Thursday, October 14, 2021


Today's post is more of a P.S.A.

Most of us are feeling the effects of aging.  This past summer, I noticed that I couldn't do as much as I normally accomplish.  It wasn't until 2 months ago when both of my hands were so painful, that I made an appointment with the hand doctor.  My neighbor complained that her hands were feeling awful too.  We concluded that something in the weather must be bothering the inevitable arthritis that comes with age.

Beth and I have had frequent conversations about preserving our hands.  For most of us, the things we love to do--sewing, gardening, and other hobbies require dexterity.

A 1920s redwork coverlet (maker unknown) features the maker's hand, initials, and wedding ring.

Last week I visited the doctor.  Dr. T is a great doctor and only does hands.  He performed my carpel tunnel surgery years ago.  Many of my quilt guild members go to him as well.  I finally got to visit him last week--yes, he is so popular that I had to wait over 2 months to see him.  By now, I felt better but I kept the appointment because I figured he could tell me how to cope with the arthritis.

Dr. T. begins each session by feeling your hands.  "I know it is probably arthritis," I told him.  "Some of the women in my family had terrible arthritis in their hands.  I was just hoping that I had inherited my Great-Grandmother Ester's hands.  She crocheted well into her 90s.  One day she said, 'don't bring me anymore yarn.' She passed two weeks later."

"Nope, not arthritis," said Dr. T.,  "I think you have tendonitis and it's in both hands."

From the same redwork coverlet, a motif that celebrated the birth of her baby with an outline of the baby's hand and birthdate.

X-rays confirmed the diagnosis and he injected steroids in each hand.  I cannot tell you what a relief it is to know that my hands are treatable.    

A few things surprised me.  With the exception of the one incident over the summer, I thought my hands were doing okay.  The progression of the problem was very gradual.  I have to assume that I am either obtuse (quite possible), too busy to stop and think about how I maneuvered my fingers, and/or just became accustomed to my lack of mobility.  I hadn't realized how swollen the top of my palms were or that I couldn't do certain things like meet fingers together, or make a tight fist.

So I'm sharing this with you today because maybe you too think that your hands are arthritic and that you too are being limited by the impact of aging.  If there is a hand specialist in your area, call them.  Even if the steroids don't work, there is a surgical procedure that can be done.

Since the appointment, I can't tell you how much I've thought about all the things I found difficult and now are explainable.  I tried machine quilting on my featherweight and found it difficult--it wasn't the machine, it was my hands. 
My embroidery had been frustrating because my hands seemed so clumsy and my stitches awkward.   Even weeding the garden was challenging.  I just accepted that I was older and that my hands tired more easily.

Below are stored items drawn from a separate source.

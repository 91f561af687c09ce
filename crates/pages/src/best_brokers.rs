use crate::Page;
use crate::error::PageError;
use crate::panel::{Control, FilterPanel, FilterSelection, Placement};
use crate::tables;
use crate::view::{PageView, ViewSection};
use analytics::{BoxPlot, CategoryChart, ChartKind, Measure, TimeBucket, group_by, ordered, summarize};
use configuration::{DatasetParams, PageId};
use core_types::{Dataset, Dimension, QuoteRecord};
use rust_decimal::Decimal;

pub const AVERAGE_SLIPPAGE: &str = "Average Slippage per Broker";
pub const SLIPPAGE_BY_BROKER: &str = "Slippage Distribution by Broker";
pub const SLIPPAGE_BY_REGION: &str = "Slippage Distribution by Region";
pub const SLIPPAGE_BY_MONTH: &str = "Slippage Distribution Over Time";

/// CDS quotes against executions, ranked by broker slippage.
pub struct BestBrokersPage {
    title: String,
    dataset: Dataset<QuoteRecord>,
}

impl BestBrokersPage {
    pub fn new(title: impl Into<String>, params: &DatasetParams) -> Result<Self, PageError> {
        let dataset = generator::cds_quotes(params).map_err(|source| PageError::Dataset {
            page: PageId::BestBrokers,
            source,
        })?;
        Ok(Self {
            title: title.into(),
            dataset,
        })
    }

    pub fn dataset(&self) -> &Dataset<QuoteRecord> {
        &self.dataset
    }
}

fn slippages(rows: Vec<&QuoteRecord>) -> Vec<Decimal> {
    rows.into_iter().map(|r| r.slippage).collect()
}

impl Page for BestBrokersPage {
    fn id(&self) -> PageId {
        PageId::BestBrokers
    }

    fn title(&self) -> &str {
        &self.title
    }

    fn panel(&self) -> FilterPanel {
        FilterPanel::new(Placement::Sidebar)
            .control(Control::date_range("Select date range", &self.dataset))
            .control(Some(Control::multi_select(
                "Select region(s)",
                Dimension::Region,
                &self.dataset,
            )))
            .control(Some(Control::multi_select(
                "Select broker(s)",
                Dimension::Broker,
                &self.dataset,
            )))
    }

    fn render(&self, selection: &FilterSelection) -> Result<PageView, PageError> {
        let resolved = self.panel().resolve(selection);
        let rows = resolved.state.apply(&self.dataset.rows);

        // Bars follow the broker selection; brokers without rows have no bar.
        let by_broker = summarize(rows.iter().copied(), |r| r.broker.clone(), |r| r.slippage);
        let means = ordered(&by_broker, resolved.selected(Dimension::Broker), Measure::Mean)
            .into_iter()
            .map(|(broker, mean)| (broker, tables::round(mean)))
            .collect();
        let average = CategoryChart::from_pairs(ChartKind::Bar, AVERAGE_SLIPPAGE, "Average Slippage", means)
            .labels("Broker", "Average Slippage");

        let by_broker = BoxPlot::from_groups(
            SLIPPAGE_BY_BROKER,
            "Broker",
            "Slippage",
            group_by(rows.iter().copied(), |r| r.broker.clone())
                .into_iter()
                .map(|(broker, group)| (broker, slippages(group))),
        );
        let by_region = BoxPlot::from_groups(
            SLIPPAGE_BY_REGION,
            "Region",
            "Slippage",
            group_by(rows.iter().copied(), |r| r.region.clone())
                .into_iter()
                .map(|(region, group)| (region, slippages(group))),
        );
        let by_month = BoxPlot::from_groups(
            SLIPPAGE_BY_MONTH,
            "Month",
            "Slippage",
            group_by(rows.iter().copied(), |r| TimeBucket::Month.start(r.date))
                .into_iter()
                .map(|(month, group)| (TimeBucket::Month.label(month), slippages(group))),
        );

        let view = PageView::new(self.id(), &self.title)
            .filtered(resolved, self.dataset.len(), rows.len())
            .section(ViewSection::new(AVERAGE_SLIPPAGE).visual(average))
            .section(
                ViewSection::new("Slippage Distribution")
                    .visual(by_broker)
                    .visual(by_region)
                    .visual(by_month),
            )
            .section(ViewSection::new(tables::RAW_DATA).visual(tables::raw_quotes(&rows)?));
        Ok(view)
    }
}

#[cfg(test)]
mod tests {
    use super::*;
    use analytics::Visual;
    use configuration::DatasetSettings;

    fn page() -> BestBrokersPage {
        BestBrokersPage::new("Best Brokers", &DatasetSettings::default().best_brokers).unwrap()
    }

    #[test]
    fn test_average_slippage_follows_selection_order() {
        let page = page();
        let selection = FilterSelection::new().select(Dimension::Broker, ["UBS", "JPM"]);
        let view = page.render(&selection).unwrap();

        let Some(Visual::Chart(chart)) = view.visual(AVERAGE_SLIPPAGE) else {
            panic!("expected the average slippage chart");
        };
        assert_eq!(chart.categories, vec!["UBS", "JPM"]);

        let ubs: Vec<Decimal> = page
            .dataset()
            .rows
            .iter()
            .filter(|r| r.broker == "UBS")
            .map(|r| r.slippage)
            .collect();
        let mean = ubs.iter().sum::<Decimal>() / Decimal::from(ubs.len());
        assert_eq!(chart.series[0].values[0], Some(mean.round_dp(2)));
    }

    #[test]
    fn test_region_filter_reaches_every_visual() {
        let page = page();
        let view = page
            .render(&FilterSelection::new().select(Dimension::Region, ["EMEA"]))
            .unwrap();

        let Some(Visual::BoxPlot(regions)) = view.visual(SLIPPAGE_BY_REGION) else {
            panic!("expected the region box plot");
        };
        assert_eq!(regions.groups.len(), 1);
        assert_eq!(regions.groups[0].label, "EMEA");
        assert_eq!(regions.groups[0].count, view.rows.filtered);
    }

    #[test]
    fn test_months_are_chronological() {
        let page = page();
        let view = page.render(&FilterSelection::new()).unwrap();
        let Some(Visual::BoxPlot(months)) = view.visual(SLIPPAGE_BY_MONTH) else {
            panic!("expected the monthly box plot");
        };
        let labels: Vec<&str> = months.groups.iter().map(|g| g.label.as_str()).collect();
        assert_eq!(
            labels,
            vec!["2024-01", "2024-02", "2024-03", "2024-04", "2024-05", "2024-06"]
        );
    }
}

How did women preserve their hands before modern inventions like the sewing machine?  I don't know but somewhere along the line, I scanned this article.  It was originally published in 1890 and exemplifies the amount of work a woman's endured in just sewing:

So it will be a few weeks until I can tackle the garden again and do handwork.  Fortunately, Diann over at Little Penguin Quilts posted this tutorial for machine binding this week.  Both Beth and I have tried machine binding and didn't like the results.  This tutorial is different as you complete the binding in the front and not the back.  It's far from a perfect binding but at least I can work on my guild community project of placemats.  I'm sharing this in case you are experiencing similar problems. 

Dr. T. had one last gift for me.  "Looks like you may have inherited your great-grandmother's hands."  He brought up the x-ray to show me.  I have two small spots of arthritis on each thumb but my other digits are completely clear.  

Maybe I'll be able to quilt when I'm in my 90s!

Tomorrow is Flower Friday so if you have images to share, please email me at!

Have a safe and happy day!


  1. I'm so glad to hear it isn't arthritis and is treatable. How wonderful to you! (And probably others, too, now that you've told us.)
    "Number of Stitches in a Shirt" is interesting. I wonder who counted all those stitches! (Poor unlucky person.) Maybe they counted stitches in an inch and measured the length. I sometimes wonder how many stitches in a quilt but have never counted.

  2. The stitch list is so fun!
    Thanks for the PSA. I've been experiencing tennis elbow, but I'm calling it "sewing elbow" because that's where I got it. I have several exercises from the doc to perform, so whenever it shows up I start them again. No arthritis yet.

  3. Thank you for sharing this. I too struggle with painful/aching hands. I love it when , after I have done an our of hand quilting for instance, that my kitty comes and goes to sleep on my lap and the heat of her body eases the pain. I've even got compression gloves that I sometimes wear at night that help. My thumbs seem to be the part most involved, the muscle at the palm.

  4. I'm fortunate that my hands seem to be painfree (Knock on wood). However, I can't believe how old they look!! I had a picture taken with a friend and one hand is down at my side. When did they get so old and wrinkled!